Hospitals penalized under two ACA Medicare reimbursement policies engaged in a degree of "cost shifting" to boost payments from private payers, suggests a new working paper from the National Bureau of Economic Research.

To assess for possible cost shifting after the implementation of the ACA's Hospital Readmission Reduction Program and the Hospital Value Based Purchasing program, researchers examined private payer payment data and data from about half of U.S. inpatient prospective payment hospitals compiled from 2010 to 2015.

Researchers found hospitals issued an average Medicare penalty of nearly $146,000 under the two ACA cost-containment policies negotiated 1.5 percent higher average private payer payments compared to their nonpenalized counterparts. This equates to approximately $155 in additional payment for the average acute care claim, or $82,000 per hospital, according to the paper.

Researchers said circulatory system and nervous system claims resulted in the largest increase in private payer payment, at 2.7 percent and 3.2 percent, respectively.

"These results therefore suggest that hospitals do not respond to HRRP/HVBP penalties by shifting service offerings disproportionately toward more profitable services or by treating patients more intensively," the researchers concluded. "Indirectly, the results therefore support the hypothesis that our estimated increase in payments derives from some underlying increase in actual prices."

There has been debate among health economics/policy experts over the paper's findings. Austin Frakt, PhD, a health economist and associate professor with Boston University, expressed skepticism regarding the research in his blog "The Incidental Economist."

"Based on the prior literature, we should begin consideration of the new paper with some skepticism about claims of cost shifting — it is reasonable to believe it doesn't happen," he wrote.

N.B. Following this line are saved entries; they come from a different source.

impl LinearMapper {
    pub fn new() -> Self {
        Self::default()
    }

    /// Continue a session, e.g. with slugs loaded from the snapshot store.
    pub fn with_registry(slugs: SlugRegistry) -> Self {
        Self { slugs, batch: None }
    }

    pub fn registry(&self) -> &SlugRegistry {
        &self.slugs
    }

    pub fn into_registry(self) -> SlugRegistry {
        self.slugs
    }

    /// Map one batch. Every record in the result has a distinct slug, even
    /// when the batch repeats a listing.
    pub fn map_all(&mut self, listings: &[RawListing], locale: Locale) -> Vec<Property> {
        self.batch = Some(HashSet::with_capacity(listings.len()));
        let properties = listings.iter().map(|l| self.map(l, locale)).collect();
        self.batch = None;
        properties
    }

    pub fn map(&mut self, listing: &RawListing, locale: Locale) -> Property {
        let r = Resolver::new(listing, locale);

        // ----- Address & slug -----
        let address = r.localized(ADDRESS);
        let postal_code = r.text(POSTAL_CODE).unwrap_or_default();
        let city = r.localized(CITY);
        let id = r.text(ID).unwrap_or_else(|| generated_id(listing));

        let base = slug_base(&address);
        let postal = Some(postal_code.as_str()).filter(|p| !p.is_empty());
        let mut slug = self.slugs.reserve(&id, &base, postal);
        if let Some(batch) = self.batch.as_mut() {
            if !batch.insert(slug.clone()) {
                slug = self.slugs.reserve_new(&id, &base, postal);
                batch.insert(slug.clone());
            }
        }

        // ----- Pricing, dimensions, fees -----
        let pricing = Pricing::new(
            r.number(SALES_PRICE, NumberPolicy::Positive),
            r.number(DEBT_FREE_PRICE, NumberPolicy::Positive),
        );

        let dimensions = Dimensions {
            living_area: r.area(LIVING_AREA),
            total_area: r.area(TOTAL_AREA),
            plot_area: r.area(PLOT_AREA),
            rooms: r.number(ROOMS, NumberPolicy::Positive),
        };

        let fees = Fees {
            maintenance: r.number(MAINTENANCE_FEE, NumberPolicy::NonNegative),
            financing: r.number(FINANCING_FEE, NumberPolicy::NonNegative),
            water: r.number(WATER_FEE, NumberPolicy::NonNegative),
            heating: r.number(HEATING_FEE, NumberPolicy::NonNegative),
        };

        let features = Features {
            balcony: r.flag(BALCONY),
            terrace: r.flag(TERRACE),
            sauna: r.flag(SAUNA),
            fireplace: r.flag(FIREPLACE),
            storage: r.flag(STORAGE),
            parking: r.flag(PARKING),
        };

        let meta = build_meta(&r);
        let media = Media {
            images: collect_images(listing),
            coordinates: resolve_coordinates(&r),
        };
        let documents = Documents {
            floor_plan: document_url(&r, FLOOR_PLAN_DOC),
            brochure: document_url(&r, BROCHURE_DOC),
            international_brochure: document_url(&r, INTERNATIONAL_BROCHURE_DOC),
            video: document_url(&r, VIDEO_DOC),
            energy_certificate: document_url(&r, ENERGY_CERTIFICATE_DOC),
        };

        // ----- Agent -----
        let draft = unify_agent(listing.object("realtor"), listing.object("agent"));
        let (agent, agent_warnings) = clean_agent(draft);
        for warning in agent_warnings {
            warn!(target: TARGET_MAPPER, address = %address.fi, id = %id, "{warning}");
        }

        // ----- Rental -----
        let rental = r
            .number(MONTHLY_RENT, NumberPolicy::Positive)
            .map(|monthly_rent| Rental {
                monthly_rent,
                deposit: r.number(DEPOSIT, NumberPolicy::NonNegative),
                contract_type: r.localized(CONTRACT_TYPE),
            });

        let property = Property {
            id,
            slug,
            address,
            postal_code,
            city,
            district: r.localized(DISTRICT),
            title: r.localized(TITLE),
            description: r.localized(DESCRIPTION),
            pricing,
            dimensions,
            fees,
            features,
            meta,
            media,
            documents,
            agent,
            rental,
        };

        for issue in validate_property(&property) {
            warn!(
                target: TARGET_VALIDATION,
                address = %property.address.fi,
                id = %property.id,
                "{issue}"
            );
        }

        debug!(
            target: TARGET_MAPPER,
            id = %property.id,
            slug = %property.slug,
            locale = %locale,
            "Mapped listing"
        );

        property
    }
}

fn build_meta(r: &Resolver<'_>) -> Meta {
    let raw_type = r.text(TYPE_CODE);
    let type_code = raw_type
        .as_deref()
        .map(normalize_type_code)
        .filter(|c| !c.is_empty())
        .unwrap_or_else(|| UNKNOWN_TYPE_CODE.to_string());

    Meta {
        status: r.localized(STATUS),
        type_code,
        listing_type: localize_listing_type(raw_type.as_deref()),
        condition: r.localized(CONDITION),
        energy_class: r.text(ENERGY_CLASS),
        energy_certificate: r
            .text(ENERGY_CERTIFICATE)
            .and_then(|statement| classify_energy_certificate(&statement)),
        heating: r.localized(HEATING),
        ventilation: r.localized(VENTILATION),
        ownership_type: r.localized(OWNERSHIP_TYPE),
        plot_ownership: r.localized(PLOT_OWNERSHIP),
        availability: r.localized(AVAILABILITY),
        zoning: r.localized(ZONING),
        build_year: r.number(BUILD_YEAR, NumberPolicy::Positive).and_then(to_count),
        floor_count: r.number(FLOOR_COUNT, NumberPolicy::Positive).and_then(to_count),
        floor: r.localized(FLOOR),
        elevator: r.flag(ELEVATOR),
        housing_company_loan: r.number(HOUSING_COMPANY_LOAN, NumberPolicy::NonNegative),
        housing_company_encumbrance: r.number(HOUSING_COMPANY_ENCUMBRANCE, NumberPolicy::NonNegative),
        housing_company_loans_date: r
            .text(HOUSING_COMPANY_LOANS_DATE)
            .and_then(|d| parse_listing_date(&d)),
    }
}

/// `images` entries plus the dedicated `floorPlans` list, de-duplicated by URL.
fn collect_images(listing: &RawListing) -> Vec<Image> {
    let mut seen = HashSet::new();
    [("images", false), ("floorPlans", true)]
        .into_iter()
        .flat_map(|(key, floor_plan)| {
            listing
                .array(key)
                .into_iter()
                .flatten()
                .filter_map(move |entry| image_from(entry, floor_plan))
        })
        .filter(|image| seen.insert(image.url.clone()))
        .collect()
}

fn image_from(entry: &Value, floor_plan: bool) -> Option<Image> {
    match entry {
        Value::String(url) => Some(Image {
            url: normalize_url(url)?,
            floor_plan,
            description: None,
        }),
        Value::Object(map) => {
            let url = IMAGE_URL_KEYS
                .iter()
                .find_map(|key| map.get(*key).and_then(Value::as_str))
                .and_then(normalize_url)?;
            let description = ["description", "title"]
                .iter()
                .filter_map(|key| map.get(*key))
                .map(|v| localized(&RawField::narrow(v)))
                .find(|v| !v.is_empty());
            Some(Image {
                url,
                floor_plan: floor_plan || is_floor_plan(map),
                description,
            })
        }
        _ => None,
    }
}

fn is_floor_plan(map: &Map<String, Value>) -> bool {
    let flagged = map
        .get("isFloorPlan")
        .and_then(normalize_bool)
        .unwrap_or(false);
    let typed = map.get("type").and_then(Value::as_str).is_some_and(|t| {
        let t: String = t
            .chars()
            .filter(|c| c.is_alphanumeric())
            .collect::<String>()
            .to_lowercase();
        t == "floorplan"
    });
    flagged || typed
}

Additionally, Criag Garthwaite, PhD, an associate professor of strategy and the director of the Health Enterprise Management Program at Northwestern University's Kellog School of Management in Evanston, Ill., tweeted about the study.

"It's important to note that the cost shifting debate is not about the relationship but the mechanism, i.e. it's arguing that hospitals charge higher prices to one payer solely to make up for a shortfall from another," he wrote. "Arguments that government policy alters market structure or investments (e.g. causing closures or mergers) and causes a new equilibrium outcome is not cost shifting — it's just standard economics. It might be a spillover of government policy but that's not cost shifting."